Dr Chris Luke, emergency medicine consultant at the Cork University and Mercy University hospitals, said the drug problem was “all over the country” but people did not seem to realise how big the problem was.
He said the extent of the epidemic was highlighted at the Slane concert last week when drug-taking reached a tipping point and “vast amounts” of drugs were being openly consumed.
A Garda friend who was off-duty at the concert told him she had never before seen cocaine being openly consumed at such a rate.
The aggression, brawls and “utter savagery” that ensued bore all the hallmarks of cocaine use, he said. “We are not sufficiently frightened in my view. I do think it’s time that people were appropriately afraid and fearful of drugs.”
In his own work, he saw two drug-related deaths in one week recently at the Mercy hospital, as well as two or three near deaths.
“And by now we are starting to see a heroin-related case really every day and I’m talking about the full panoply of heroin-related problems from sudden death due to overdose right through to abscesses from injecting, hepatitis end-stage, anorexic addicts dying in their early 20s,” he said.
The incidence of heroin overdoses in Cork was now reaching the same level as that which he witnessed when working in inner city Dublin and some UK cities in the 1980s, Dr Luke said.
People living in quiet suburban areas around the State are seeing the effects of the drug problem when knives are yielded by drug addicts in supermarkets and people are walking around “off their heads” after consuming a cocktail of drugs and alcohol, according to Dr Luke.
He said the Government’s immediate and swift reaction to swine flu should be compared to its failure to realise the extent of the drugs problem and tackle it.
Dr Luke said front-line emergency services such as paramedics, GPs and gardaí should have an antidote for heroin as a standard part of their resources.
“The antidote, which is called Narcan or Naloxone, reverses the effect of heroin on the brain receptors which causes the victim to stop breathing.
“Heroin causes respiratory arrest as opposed to cardiac arrest and the antidote needs to be administered immediately, within three to four minutes, to reverse that,” he said.
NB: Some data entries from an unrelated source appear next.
//======================================
// Tests: Markdown to AST parsing
//======================================

#[test]
fn test_markdown_to_ast() {
    use indoc::indoc;
    use pretty_assertions::assert_eq;

    assert_eq!(
        markdown_to_ast("hello").unwrap(),
        vec![Block::paragraph(vec![Inline::Text("hello".into())])]
    );

    //--------------
    // Styled text
    //--------------

    assert_eq!(
        markdown_to_ast("*hello*").unwrap(),
        vec![Block::paragraph(vec![Inline::emphasis(Inline::Text(
            "hello".into()
        ))])]
    );

    assert_eq!(
        markdown_to_ast("**hello**").unwrap(),
        vec![Block::paragraph(vec![Inline::strong(Inline::Text(
            "hello".into()
        ))])]
    );

    assert_eq!(
        markdown_to_ast("~~hello~~").unwrap(),
        vec![Block::paragraph(vec![Inline::strikethrough(Inline::Text(
            "hello".into()
        ))])]
    );

    assert_eq!(
        markdown_to_ast("**`strong code`**").unwrap(),
        vec![Block::paragraph(vec![Inline::strong(Inline::Code(
            "strong code".into()
        ))])]
    );

    assert_eq!(
        markdown_to_ast("~~`foo`~~").unwrap(),
        vec![Block::paragraph(vec![Inline::strikethrough(Inline::Code(
            "foo".into()
        ))])]
    );

    assert_eq!(
        markdown_to_ast("**[example](example.com)**").unwrap(),
        vec![Block::paragraph(vec![Inline::strong(Inline::Link {
            link_type: md::LinkType::Inline,
            dest_url: "example.com".into(),
            title: String::new(),
            id: String::new(),
            content_text: Inlines(vec![Inline::Text("example".into())]),
        })])]
    );

    // Test composition of emphasis, strong, strikethrough and code
    assert_eq!(
        markdown_to_ast("_~~**`foo`**~~_").unwrap(),
        vec![Block::paragraph(vec![Inline::emphasis(
            Inline::strikethrough(Inline::strong(Inline::Code("foo".into())))
        )])]
    );

    //--------------
    // Lists
    //--------------

    assert_eq!(
        markdown_to_ast("* hello").unwrap(),
        vec![Block::List { ordered: false, items: vec![ListItem::new(vec![Block::paragraph(
            vec![Inline::Text("hello".into())]
        )])] }]
    );

    // List items with styled text

    assert_eq!(
        markdown_to_ast("* *hello*").unwrap(),
        vec![Block::List { ordered: false, items: vec![ListItem::new(vec![Block::paragraph(
            vec![Inline::emphasis(Inline::Text("hello".into()))]
        )])] }]
    );

    assert_eq!(
        markdown_to_ast("* **hello**").unwrap(),
        vec![Block::List { ordered: false, items: vec![ListItem::new(vec![Block::paragraph(
            vec![Inline::strong(Inline::Text("hello".into()))]
        )])] }]
    );

    assert_eq!(
        markdown_to_ast("* ~~hello~~").unwrap(),
        vec![Block::List { ordered: false, items: vec![ListItem::new(vec![Block::paragraph(
            vec![Inline::strikethrough(Inline::Text("hello".into()),)]
        )])] }]
    );

    //----------------------------------
    // Task lists
    //----------------------------------

    assert_eq!(
        markdown_to_ast("- [x] done\n- [ ] todo\n").unwrap(),
        vec![Block::List { ordered: false, items: vec![
            ListItem {
                blocks: vec![Block::plain_text_paragraph("done")],
                checked: Some(true),
            },
            ListItem {
                blocks: vec![Block::plain_text_paragraph("todo")],
                checked: Some(false),
            },
        ] }]
    );

    //----------------------------------
    // Tables
    //----------------------------------

    assert_eq!(
        markdown_to_ast("| a | b |\n|---|---|\n| 1 | 2 |\n").unwrap(),
        vec![Block::Table {
            alignments: vec![md::Alignment::None, md::Alignment::None],
            headers: vec![
                Inlines::plain_text("a"),
                Inlines::plain_text("b")
            ],
            rows: vec![vec![
                Inlines::plain_text("1"),
                Inlines::plain_text("2")
            ]],
        }]
    );

    //----------------------------------

    let input = "\
* And **bold** text.

  * With nested list items.

    * Nested lists are supported up to arbitrary depth.
";

    let ast = vec![Block::List { ordered: false, items: vec![ListItem::new(vec![
        Block::paragraph(vec![
            Inline::plain_text("And "),
            Inline::strong(Inline::plain_text("bold")),
            Inline::plain_text(" text."),
        ]),
        Block::List { ordered: false, items: vec![ListItem::new(vec![
            Block::paragraph(vec![Inline::plain_text(
                "With nested list items.",
            )]),
            Block::List { ordered: false, items: vec![ListItem::new(vec![Block::paragraph(vec![
                Inline::plain_text(
                    "Nested lists are supported up to arbitrary depth.",
                ),
            ])])] },
        ])] },
    ])] }];

    assert_eq!(markdown_to_ast(input).unwrap(), ast);

    //----------------------------------
    // Test structures
    //----------------------------------

    assert_eq!(
        markdown_to_ast(indoc!(
            "
            * hello

              world
            "
        ))
        .unwrap(),
        vec![Block::List { ordered: false, items: vec![ListItem::new(vec![
            Block::paragraph(vec![Inline::Text("hello".into())]),
            Block::paragraph(vec![Inline::Text("world".into())])
        ])] }]
    );

    #[rustfmt::skip]
    assert_eq!(
        markdown_to_ast(indoc!(
            "
            # Example

            * A
              - A.A

                hello world

                * *A.A.A*
            "
        )).unwrap(),
        vec![
            Block::Heading(
                HeadingLevel::H1,
                Inlines(vec![Inline::Text("Example".into())])
            ),
            Block::List { ordered: false, items: vec![
                ListItem::new(vec![
                    Block::paragraph(vec![Inline::Text("A".into())]),
                    Block::List { ordered: false, items: vec![
                        ListItem::new(vec![
                            Block::paragraph(vec![Inline::Text("A.A".into())]),
                            Block::paragraph(vec![Inline::Text("hello world".into())]),
                            Block::List { ordered: false, items: vec![
                                ListItem::new(vec![
                                    Block::paragraph(vec![
                                        Inline::emphasis(
                                            Inline::Text(
                                            "A.A.A".into()),
                                        )
                                    ])
                                ])
                            ] }
                        ])
                    ] }
                ])
            ] }
        ]
    );
}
“Narcan is a heroin antagonist, it’s been around for years and it’s not very expensive. The subject needs to get it quickly – it’s injected into the muscle and it’s vital that ambulance and front-line doctors, such as GPs, and gardaí, be provided with it as a routine stock in the sadly worsening heroin situation.”
He said the antidotes were already being carried by advanced paramedics. “But it’s something that should be stocked in all prisons, all garda stations and certain GP surgeries.”
His comments regarding the massive surge in heroin use in the Cork region have been echoed by assistant state pathologist, Dr Margaret Bolster.
“When I started out 20 years ago, ecstasy was the drug of choice, then it became cocaine in the more affluent times but now it’s heroin,” she said.
She said she had noticed an increase in the problem not just in Cork city but also in Kerry.